“Well, God damn it, I never heard of one of their names before, either; no more’n of these painters of yours here. I supplied you with the names of all the advisers you needed, and all the painters, too; I all but made the collection for you myself, before you started.... I was explicit enough, in all conscience, wasn’t I?”

Lewis smiled faintly. “That’s what I hoped the pictures would be....”

“What? Be what? What’d you mean?”

“Be explicit.... Speak for themselves ... make you see that their painters are already superseding some of the better-known....”

Mr. Raycie gave an awful laugh. “They are, are they? In whose estimation? Your friends’, I suppose. What’s the name, again, of that fellow you met in Italy, who picked ’em out for you?”
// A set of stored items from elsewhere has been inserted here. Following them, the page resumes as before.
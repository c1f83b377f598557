//! Track Recorder - headless driver for the map facade's GPS tracking
//!
//! Replays recorded positions through a [`MapContextFacade`] tracking session, queues
//! the finished track as an offline draft and writes the requested exports.

pub mod logging;
pub mod replay;
pub mod settings;
pub mod storage;

pub use settings::Settings;

use map_facade_lib::services::{StaticEntitlements, SyncReport};
use map_facade_lib::{
    ExportFormat, FacadeDependencies, ManualGeolocation, MapContextFacade, MapError, TrackedRoute,
};
use std::path::PathBuf;
use std::sync::Arc;
use std::time::Duration;
use storage::{FileDraftStore, StorageError};

#[derive(Debug, thiserror::Error)]
pub enum RecorderError {
    #[error(transparent)]
    Map(#[from] MapError),

    #[error("Draft storage error: {0}")]
    Storage(#[from] StorageError),

    #[error("GPX parse error: {0}")]
    Gpx(#[from] gpx::errors::GpxError),

    #[error("JSON error: {0}")]
    Json(#[from] serde_json::Error),

    #[error("IO error: {0}")]
    Io(#[from] std::io::Error),

    #[error("No samples found in {0}")]
    NoSamples(String),
}

pub type Result<T> = std::result::Result<T, RecorderError>;

/// What one run produced
#[derive(Debug)]
pub struct RecordingSummary {
    pub track: TrackedRoute,
    /// Events that reached the watch
    pub delivered: usize,
    pub exported: Vec<PathBuf>,
    pub synced: Option<SyncReport>,
}

/// Record the samples named by `settings` and write the exports
pub async fn run(settings: &Settings) -> Result<RecordingSummary> {
    let config = settings.facade_config()?;
    let events = replay::load_samples(&settings.samples)?;
    let drafts = Arc::new(FileDraftStore::open(settings.drafts.clone())?);
    let geolocation = Arc::new(ManualGeolocation::new());

    let deps = FacadeDependencies::default()
        .with_entitlements(Arc::new(StaticEntitlements::new(!settings.free_tier)))
        .with_drafts(drafts)
        .with_geolocation(geolocation.clone());
    let mut facade = MapContextFacade::new(deps, config);

    facade.start_tracking()?;
    let delivered = replay::replay(
        &geolocation,
        events,
        Duration::from_millis(settings.interval_ms),
    )
    .await;
    if let Some(stats) = facade.tracking_stats() {
        tracing::info!(
            delivered,
            points = stats.points,
            distance = stats.distance,
            "replay finished"
        );
    }
    let track = facade.stop_tracking().await?;

    std::fs::create_dir_all(&settings.output_dir)?;
    let mut written: Vec<ExportFormat> = Vec::new();
    let mut exported = Vec::new();
    for &format in &settings.format {
        if written.contains(&format) {
            continue;
        }
        let payload = facade.export_track(&track, format)?;
        let path = settings.output_dir.join(&payload.file_name);
        tokio::fs::write(&path, &payload.bytes).await?;
        tracing::info!(path = %path.display(), mime = payload.mime_type, "track written");
        written.push(format);
        exported.push(path);
    }

    let synced = if settings.sync {
        Some(facade.sync_all_offline_content().await?)
    } else {
        None
    };
    facade.shutdown();

    Ok(RecordingSummary {
        track,
        delivered,
        exported,
        synced,
    })
}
“Ruskin—John Ruskin,” said Lewis.

Mr. Raycie’s laugh, prolonged, gathered up into itself a fresh shower of expletives. “Ruskin—Ruskin—just plain John Ruskin, eh? And who is this great John Ruskin, who sets God A’mighty right in his judgments? Who’d you say John Ruskin’s father was, now?”

“A respected wine-merchant in London, sir.”

Mr. Raycie ceased to laugh: he looked at his son with an expression of unutterable disgust.

“Retail?”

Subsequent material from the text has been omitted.